5 minute read
Another day, another promise from the Ignite conference fulfilled. It’s great to see so many fantastic new capabilities rolling out to Office 365 – and quickly. At Ignite, the Product Group really seemed to focus on near term enhancements and improvements, which makes this last part of the year a fertile one for new goodies. I don’t usually do “here’s a new feature” posts, but some of the new features are just too good to acknowledge – plus, we’ve been waiting for the cloud fulfillment to come on some of this stuff for a long time.
This one is a little bittersweet for me, though, as having PowerApps for building list forms truly makes my value-added functions in SPServices obsolete. On the one hand, that makes me sad, but on the other hand, it should have happened long ago. Things like cascading dropdowns are just too important not to be a part of the product somehow.
This capability actually started rolling out last week, but I only noticed it over the weekend. The PowerApps team did a blog post last Wednesday, November 15, entitled Announcing availability of custom forms, multi-value choice and read-only attachments support for SharePoint with PowerApps.
There are a number of announcements in the post, but here’s an executive summary:
- Custom SharePoint list forms with PowerApps – More about this below.
- Multi-select support for Choice, Lookup & People columns – My guess is these column types were what were holding up the PowerApps list forms capability, as these are unique to SharePoint. Since PowerApps has been built to be useful across many different parts of the Microsoft ecosystem, getting these column types into it was probably not high enough on the list for us SharePointilists.
- Read-only attachments support – Well, it’s a start. At least we can display attachments in our PowerApps forms, even though we can’t upload them. Hopefully that will come soon, and the PowerApps team acknowledges its importance.
The big story here is using PowerApps for SharePoint list forms. They have been teasing us with this one for a while now, and the screenshots (like the one above – maps always get people excited!) made many of us excited for this day.

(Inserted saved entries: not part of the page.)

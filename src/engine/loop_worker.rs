//! The shared tick loop: collect → resolve → update → filter → execute.

use std::collections::HashMap;
use std::sync::Arc;

use rand::Rng;
use tokio::time::{sleep, Duration};
use tokio_util::sync::CancellationToken;

use crate::capture::{Frame, FrameSource, RegionPlan};
use crate::models::{Profile, Rule, RuleId};
use crate::settings::EngineSettings;
use crate::{log_debug, log_info, log_warn};

use super::activation::ActivationStore;
use super::dispatch::{Dispatcher, ModifierState};
use super::{arbiter, matcher};

// Set to true to enable verbose logging in this module
const ENABLE_LOGS: bool = true;

/// Everything the shared loop needs, assembled by the engine at start.
pub(crate) struct SharedLoop {
    pub profile: Arc<Profile>,
    /// Topological evaluation order over enabled rules, dependencies first.
    pub order: Arc<Vec<RuleId>>,
    pub plan: RegionPlan,
    pub store: ActivationStore,
    pub frames: Arc<dyn FrameSource>,
    pub dispatcher: Arc<Dispatcher>,
    pub modifiers: Arc<dyn ModifierState>,
    pub settings: EngineSettings,
}

pub(crate) async fn shared_loop(ctx: SharedLoop, cancel: CancellationToken) {
    log_info!("shared tick loop started for profile '{}'", ctx.profile.name);

    loop {
        if cancel.is_cancelled() {
            break;
        }

        tick(&ctx).await;

        // Randomized inter-tick delay. A slow tick simply pushes the next
        // one out; ticks are "latest state", never queued work.
        let (min, max) = ctx.settings.tick_delay_bounds();
        let delay = rand::thread_rng().gen_range(min..=max);
        tokio::select! {
            _ = sleep(Duration::from_millis(delay)) => {}
            _ = cancel.cancelled() => break,
        }
    }

    log_info!("shared tick loop shutting down");
}

async fn tick(ctx: &SharedLoop) {
    // User is holding a guarded modifier: stay out of their way this tick.
    if ctx
        .profile
        .pause_on_modifiers
        .iter()
        .any(|&m| ctx.modifiers.is_held(m))
    {
        log_debug!("guarded modifier held, skipping tick");
        return;
    }

    // Nothing enabled on the shared tick: idle until a re-load changes that.
    if ctx.plan.is_empty() {
        return;
    }

    // Collect: one capture per planned rect. A failed rect is dropped; rules
    // sampling from it resolve to non-match for this tick.
    let mut frames: Vec<Frame> = Vec::with_capacity(ctx.plan.rects().len());
    for rect in ctx.plan.rects() {
        match ctx.frames.capture(rect) {
            Ok(frame) => frames.push(frame),
            Err(err) => log_warn!("capture failed for {:?}: {}", rect, err),
        }
    }

    // Resolve + update: walk rules in topological order so every condition
    // observes same-tick values for rules refreshed earlier in the walk.
    // Independent rules are skipped here; their conditions read whatever
    // their own loop last wrote to the store.
    let mut resolved: HashMap<&str, bool> = HashMap::new();
    for id in ctx.order.iter() {
        let Some(rule) = ctx.profile.rule(id) else {
            continue;
        };
        if rule.independent {
            continue;
        }
        let raw = matcher::raw_match(rule, &frames);
        let eligible = raw
            && rule.conditions.iter().all(|cond| {
                let actual = resolved
                    .get(cond.rule.as_str())
                    .copied()
                    .or_else(|| ctx.store.eligible(&cond.rule))
                    .unwrap_or(false);
                actual == cond.required
            });
        resolved.insert(rule.id.as_str(), eligible);
        ctx.store.update(&rule.id, raw, eligible);
    }

    // Filter: eligibility, fire flag, then group arbitration.
    let candidates: Vec<&Rule> = ctx
        .profile
        .shared_rules()
        .filter(|r| r.fire && resolved.get(r.id.as_str()).copied().unwrap_or(false))
        .collect();

    // Execute: winners dispatch sequentially before the next capture.
    for rule in arbiter::select_winners(&candidates) {
        match ctx.dispatcher.dispatch(rule).await {
            Ok(()) => log_debug!("dispatched '{}' (key '{}')", rule.id, rule.binding.key),
            Err(err) => log_warn!("dispatch failed for rule '{}': {}", rule.id, err),
        }
    }
}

The out of the box forms for lists (and libraries) have never been all that sexy. Their utilitarian nature belied the almost magical capability we were getting in that the forms adapted immediately to any changes to the list structure and settings. We’ve had that capability for so long now that many people have lost site of how cool that actually is.
Most people want their forms to be pretty, or more importantly to better represent the look or flow of a business process. Forms are in a sense where the rubber meats the road for content management. We want them to work well for collecting metadata so that we can have as friction-less an experience as possible. If adding metadata doesn’t feel artificial or burdensome, we gain so many important benefits down the road. Metadata is NOT dead!
I believe that forms and process ought to be decoupled, and that’s what the PowerApps and Flow split does for us. Many forms are just forms and that’s it. Other times, we may need to layer in some process, and that’s where Flow comes in.
— Marc D Anderson (@sympmarc) November 19, 2017
Creating the example I tweeted above showing PowerApps on one of my test lists was about a 3 minute process. Here’s how it works.
First, you must be in First Release for Tenant. First Release for Select Users will NOT get you this capability. Most organizations will not have First Release for Tenant enabled in “production”, so you may need to spin up a side tenant to play around with this.
The distinction between these two types of First Release is a constant source of confusion, and I’ll keep pushing for more clarity – even in the face of the change from First Release the the Targeted Release terminology. Leave it to Microsoft to rename things!
When you go into a list, you’ll see PowerApps on the toolbar, as you have for a while now. What’s new is the Customize forms option.
When you click Customize forms, you’ll be launched through a series of animated and flashing screens to land you in PowerApps with a default form already set up for you. It’s likely to feel a little disconcerting, frankly, especially if you haven’t used PowerApps before.
But the upshot is that you now have a fancy new PowerApps-based form – all ready to use, even if you don’t make any modifications. Note the Back to SharePoint link in the upper left. Once you’re done making any changes, you can click that link and you’ll see this dialog:
You’ll want to click Save and Publish. This will lead you through some more flashing screens – be patient – and you’ll land back on your list with your new form magically in place. If you select an item in the list and click Edit, you’ll see it.
I’m not going to go into how PowerApps works here, but there are some excellent tutorials out there from folks like Laura Rogers (@wonderlaura).
If you decide you’d like to switch back to the default list forms – or even back to Infopath – you’ll find that setting under List Settings / Form Settings. You can also delete the PowerApps form you’ve created here in case you want to start over (which I did to get some of these screenshots).
I expect this new capability is going to usher in a sort of forms renaissance in SharePoint. Don’t let anyone tell you otherwise, PowerApps is indeed the successor to Infopath, though don’t expect a one to one feature comparison just yet. Happy form-ulating!